America Has Turned a Blind Eye to the Taliban's Territorial Gains

America Has Turned a Blind Eye to the Taliban's Territorial Gains

There is a gap between the rosy assessments offered by U.S. commanders and the media reports that have trickled out of Afghanistan.

Ken Burns and Lynn Novick’s Vietnam War, a ten-part volume diving into one of the most unpopular wars in American history, won plaudits from a lot of historians and film critics. The documentary was a modern-day investigation across multiple domains of the conflict, from the normal soldier from Missouri who enlisted in the military to the anti-war protester who campaigned to end America’s involvement.

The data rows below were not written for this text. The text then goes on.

//! Build strategy detection.
//!
//! A [`DetectorChain`] runs over a [`SourceSnapshot`] and reports what kind of
//! build the source needs. A `Dockerfile` at the snapshot root always wins;
//! after that, language detectors are probed in order and the first one whose
//! marker files are present names the builder image.

use appgen_core::image::parse_exposed_port;
use appgen_core::{Error, ImageName, Result, SourceRef};
use async_trait::async_trait;
use std::collections::{BTreeMap, BTreeSet, HashMap};
use std::path::{Path, PathBuf};
use std::process::Stdio;
use tokio::process::Command;
use tracing::{debug, info, warn};

/// Name of the container-native build file.
pub const BUILD_FILE: &str = "Dockerfile";

/// Read-only view of the files in a source tree.
#[async_trait]
pub trait SourceSnapshot: Send + Sync {
    /// Whether `path`, relative to the snapshot root, exists.
    async fn exists(&self, path: &str) -> bool;

    /// Contents of `path`, `Ok(None)` when it does not exist.
    async fn read(&self, path: &str) -> Result<Option<String>>;
}

/// Snapshot of a local directory.
#[derive(Debug, Clone)]
pub struct DirectorySnapshot {
    root: PathBuf,
}

impl DirectorySnapshot {
    pub fn new(root: impl Into<PathBuf>) -> Self {
        Self { root: root.into() }
    }

    /// Snapshot of the build context of a source with a local checkout.
    pub fn for_source(source: &SourceRef) -> Option<Self> {
        let root = source.local_root()?;
        Some(match &source.context_dir {
            Some(dir) => Self::new(root.join(dir)),
            None => Self::new(root.clone()),
        })
    }

    pub fn root(&self) -> &Path {
        &self.root
    }
}

#[async_trait]
impl SourceSnapshot for DirectorySnapshot {
    async fn exists(&self, path: &str) -> bool {
        tokio::fs::try_exists(self.root.join(path))
            .await
            .unwrap_or(false)
    }

    async fn read(&self, path: &str) -> Result<Option<String>> {
        match tokio::fs::read_to_string(self.root.join(path)).await {
            Ok(content) => Ok(Some(content)),
            Err(e) if e.kind() == std::io::ErrorKind::NotFound => Ok(None),
            Err(e) => Err(e.into()),
        }
    }
}

/// Snapshot of a fresh clone. The clone is removed when the snapshot drops.
#[derive(Debug)]
pub struct ClonedSnapshot {
    snapshot: DirectorySnapshot,
    clone_path: PathBuf,
}

impl ClonedSnapshot {
    pub fn new(clone_path: PathBuf, context_dir: Option<&str>) -> Self {
        let root = match context_dir {
            Some(dir) => clone_path.join(dir),
            None => clone_path.clone(),
        };
        Self {
            snapshot: DirectorySnapshot::new(root),
            clone_path,
        }
    }
}

#[async_trait]
impl SourceSnapshot for ClonedSnapshot {
    async fn exists(&self, path: &str) -> bool {
        self.snapshot.exists(path).await
    }

    async fn read(&self, path: &str) -> Result<Option<String>> {
        self.snapshot.read(path).await
    }
}

impl Drop for ClonedSnapshot {
    fn drop(&mut self) {
        match std::fs::remove_dir_all(&self.clone_path) {
            Ok(()) => debug!(path = %self.clone_path.display(), "Removed clone"),
            Err(e) if e.kind() == std::io::ErrorKind::NotFound => {}
            Err(e) => warn!(path = %self.clone_path.display(), error = %e, "Failed to remove clone"),
        }
    }
}

/// Produces a snapshot of a remote source.
#[async_trait]
pub trait SourceFetcher: Send + Sync {
    async fn fetch(&self, source: &SourceRef) -> Result<Box<dyn SourceSnapshot>>;
}

/// Fetches remote sources with a shallow `git clone`.
#[derive(Debug, Clone)]
pub struct GitFetcher {
    work_dir: PathBuf,
}

impl Default for GitFetcher {
    fn default() -> Self {
        Self::new()
    }
}

impl GitFetcher {
    pub fn new() -> Self {
        let work_dir = std::env::var("APPGEN_WORK_DIR")
            .map(PathBuf::from)
            .unwrap_or_else(|_| std::env::temp_dir().join("appgen-sources"));
        Self { work_dir }
    }

    pub fn with_work_dir(work_dir: impl Into<PathBuf>) -> Self {
        Self {
            work_dir: work_dir.into(),
        }
    }

    /// Local path a source is cloned into.
    pub fn clone_path(&self, source: &SourceRef) -> PathBuf {
        let key = source.to_string();
        self.work_dir.join(format!("{:x}", md5::compute(key)))
    }
}

#[async_trait]
impl SourceFetcher for GitFetcher {
    async fn fetch(&self, source: &SourceRef) -> Result<Box<dyn SourceSnapshot>> {
        let uri = source
            .uri()
            .ok_or_else(|| Error::SourceDetection(format!("{} has no remote to fetch", source)))?;

        tokio::fs::create_dir_all(&self.work_dir).await?;
        let clone_path = self.clone_path(source);
        if tokio::fs::try_exists(&clone_path).await? {
            tokio::fs::remove_dir_all(&clone_path).await?;
        }

        let mut args = vec![
            "clone".to_string(),
            "--depth".to_string(),
            "1".to_string(),
            "--single-branch".to_string(),
        ];
        if let Some(git_ref) = &source.git_ref {
            args.push("--branch".to_string());
            args.push(git_ref.clone());
        }
        args.push(uri.to_string());
        args.push(clone_path.to_string_lossy().into_owned());

        info!(uri = %uri, git_ref = ?source.git_ref, path = %clone_path.display(), "Cloning source");

        let output = Command::new("git")
            .args(&args)
            .stdout(Stdio::piped())
            .stderr(Stdio::piped())
            .output()
            .await?;

        if !output.status.success() {
            let stderr = String::from_utf8_lossy(&output.stderr);
            warn!(uri = %uri, "Git clone failed");
            return Err(Error::SourceDetection(format!(
                "cloning {}: {}",
                uri,
                stderr.trim()
            )));
        }

        Ok(Box::new(ClonedSnapshot::new(
            clone_path,
            source.context_dir.as_deref(),
        )))
    }
}

/// A language detector: marker files and the builder image they imply.
#[derive(Debug, Clone, PartialEq, Eq)]
pub struct Detector {
    pub language: String,
    pub markers: Vec<String>,
    pub builder_image: String,
}

impl Detector {
    pub fn new(language: &str, markers: &[&str], builder_image: &str) -> Self {
        Self {
            language: language.to_string(),
            markers: markers.iter().map(|m| m.to_string()).collect(),
            builder_image: builder_image.to_string(),
        }
    }

    async fn matches(&self, snapshot: &dyn SourceSnapshot) -> Option<&str> {
        for marker in &self.markers {
            if snapshot.exists(marker).await {
                return Some(marker.as_str());
            }
        }
        None
    }
}

/// Outcome of a successful detection.
#[derive(Debug, Clone, PartialEq, Eq)]
pub enum Detection {
    /// The source carries its own build file.
    ContainerNative { build_file: BuildFile },
    /// The source should be built with a builder image.
    BuilderImage { language: String, image: String },
}

/// Ordered detectors. The container-native check always runs first.
#[derive(Debug, Clone)]
pub struct DetectorChain {
    detectors: Vec<Detector>,
}

impl Default for DetectorChain {
    fn default() -> Self {
        Self::new(vec![
            Detector::new(
                "ruby",
                &["Gemfile", "Rakefile", "config.ru"],
                "openshift/ruby-20-centos",
            ),
            Detector::new("jee", &["pom.xml"], "openshift/wildfly-8-centos"),
            Detector::new(
                "nodejs",
                &["app.json", "package.json"],
                "openshift/nodejs-010-centos",
            ),
            Detector::new(
                "python",
                &["requirements.txt", "setup.py"],
                "openshift/python-33-centos",
            ),
        ])
    }
}

impl DetectorChain {
    pub fn new(detectors: Vec<Detector>) -> Self {
        Self { detectors }
    }

    /// Replace builder images by language.
    ///
    /// Fails when a key names no detector or a value is not an image name.
    pub fn with_builder_overrides(mut self, overrides: &BTreeMap<String, String>) -> Result<Self> {
        for (language, image) in overrides {
            ImageName::parse(image)?;
            let detector = self
                .detectors
                .iter_mut()
                .find(|d| &d.language == language)
                .ok_or_else(|| {
                    Error::validation("builders", format!("no detector for language {language:?}"))
                })?;
            debug!(language = %language, image = %image, "Overriding builder image");
            detector.builder_image = image.clone();
        }
        Ok(self)
    }

    /// Languages in probe order.
    pub fn languages(&self) -> Vec<&str> {
        self.detectors.iter().map(|d| d.language.as_str()).collect()
    }

    /// Classify the snapshot, `Ok(None)` when nothing matches.
    pub async fn detect(&self, snapshot: &dyn SourceSnapshot) -> Result<Option<Detection>> {
        if let Some(content) = snapshot.read(BUILD_FILE).await? {
            let build_file = parse_build_file(&content)?;
            info!(base = ?build_file.from.as_ref().map(|f| f.to_string()), "Detected Dockerfile");
            return Ok(Some(Detection::ContainerNative { build_file }));
        }

        for detector in &self.detectors {
            if let Some(marker) = detector.matches(snapshot).await {
                info!(
                    language = %detector.language,
                    marker = %marker,
                    builder = %detector.builder_image,
                    "Detected language"
                );
                return Ok(Some(Detection::BuilderImage {
                    language: detector.language.clone(),
                    image: detector.builder_image.clone(),
                }));
            }
        }

        Ok(None)
    }
}

/// What a build file says about the image it produces.
#[derive(Debug, Clone, PartialEq, Eq, Default)]
pub struct BuildFile {
    /// Base image of the final stage, `None` for `scratch` or unresolvable names.
    pub from: Option<ImageName>,
    /// TCP ports exposed by the final stage.
    pub exposed_ports: BTreeSet<u16>,
}

/// Parse the `FROM` and `EXPOSE` instructions of a Dockerfile.
pub fn parse_build_file(content: &str) -> Result<BuildFile> {
    let mut stages: HashMap<String, Option<ImageName>> = HashMap::new();
    let mut build_file = BuildFile::default();

    for line in logical_lines(content) {
        let mut words = line.split_whitespace();
        let Some(instruction) = words.next() else {
            continue;
        };

        if instruction.eq_ignore_ascii_case("FROM") {
            let args: Vec<&str> = words.filter(|w| !w.starts_with("--")).collect();
            let Some(image) = args.first() else {
                return Err(Error::validation("Dockerfile", "FROM without an image"));
            };

            let from = if let Some(previous) = stages.get(&image.to_lowercase()) {
                previous.clone()
            } else if image.contains('$') || image.eq_ignore_ascii_case("scratch") {
                None
            } else {
                Some(ImageName::parse(image)?)
            };

            if let [_, keyword, alias, ..] = args.as_slice() {
                if keyword.eq_ignore_ascii_case("AS") {
                    stages.insert(alias.to_lowercase(), from.clone());
                }
            }

            build_file = BuildFile {
                from,
                exposed_ports: BTreeSet::new(),
            };
        } else if instruction.eq_ignore_ascii_case("EXPOSE") {
            for word in words {
                match parse_exposed_port(word) {
                    Some(port) => {
                        build_file.exposed_ports.insert(port);
                    }
                    None => debug!(port = %word, "Ignoring EXPOSE entry"),
                }
            }
        }
    }

    Ok(build_file)
}

/// Join continuation lines and drop comments and blanks.
fn logical_lines(content: &str) -> Vec<String> {
    let mut lines = Vec::new();
    let mut current = String::new();

    for raw in content.lines() {
        let trimmed = raw.trim();
        if trimmed.starts_with('#') || (trimmed.is_empty() && current.is_empty()) {
            continue;
        }
        match trimmed.strip_suffix('\\') {
            Some(part) => {
                current.push_str(part);
                current.push(' ');
            }
            None => {
                current.push_str(trimmed);
                lines.push(std::mem::take(&mut current));
            }
        }
    }
    if !current.trim().is_empty() {
        lines.push(current);
    }
    lines
}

But it was a remarkable piece of work for another reason as well: Burns and Novick’s film successfully juxtaposed the real hell the men fighting on the ground went through on a daily basis from the optimistic—and one could say misleading—assessments that the U.S. military high command reported to the American people. Oftentimes it was as if the politicians selling the war in Washington and the generals in Military Assistance Command-Vietnam headquarters were living in an altogether different universe from the grunts, captains and lieutenants who were risking their lives (and dying) in the jungles of Southeast Asia. Indeed, when Gen. William Westmoreland spoke to the National Press Club in November 1967, he talked about a war that was slowly but surely going America’s way. The Vietcong were getting pummeled by U.S. and South Vietnamese operations; the Soviet Vietnamese were fielding a more dedicated army; and the enemy was losing the battle of attrition. Westmoreland would predict that the conflict has reached a point “where the end begins to come into view.”

History, of course, proved Westmoreland wrong. About two months later, the Vietcong launched a major offensive across South Vietnam’s provincial capitals during the Tet holiday, causing chaos in Saigon and revealing to the American public just how wrong the commanders, the Pentagon, and the White House were.

Fifty years later, we have a similar gap in Afghanistan between the rosy assessments offered by U.S. commanders and the media reports that have trickled out of the country showing violence and hopelessness in the capital city, free reign for the Taliban in about 44 percent of the country’s districts, and a national unity government that is neither unified nor particularly nationalistic. It’s almost like Americans are reliving the history of the mid to late 1960s, when thousands of Americans were being sent to a theater to combat an enemy that had the advantage of fighting on home turf. The only notable differences between America’s experience in Vietnam and its current experience in Afghanistan (for non-historians at least) is the length of time U.S. soldiers have been engaged, the political and religious character of the enemy, and the country where the fighting is taking place.

Ask a senior administration official, a public affairs spokesman for the U.S./NATO coalition, or the generals executing the war plan how Afghanistan is going, and you won’t be surprised with the answer: things are going well. Probed on whether Afghanistan was moving in the right direction, commanding Gen. John Nicholson replied in the affirmative. In fact, he sounded eerily similar to Westmoreland in 1967: “I think the conditions are set for success. President Ghani has said he believes we are turning a corner, and I agree.” Secretary of State Rex Tillerson used less gung-ho language, but his opinion on the Trump administration’s South Asia policy was largely the same. “We believe that we can turn the tide of what has been a losing battle over the last year and a half or so,” Tillerson told reporters last August, “and at least stabilize the situation and hopefully start seeing some battlefield victories.”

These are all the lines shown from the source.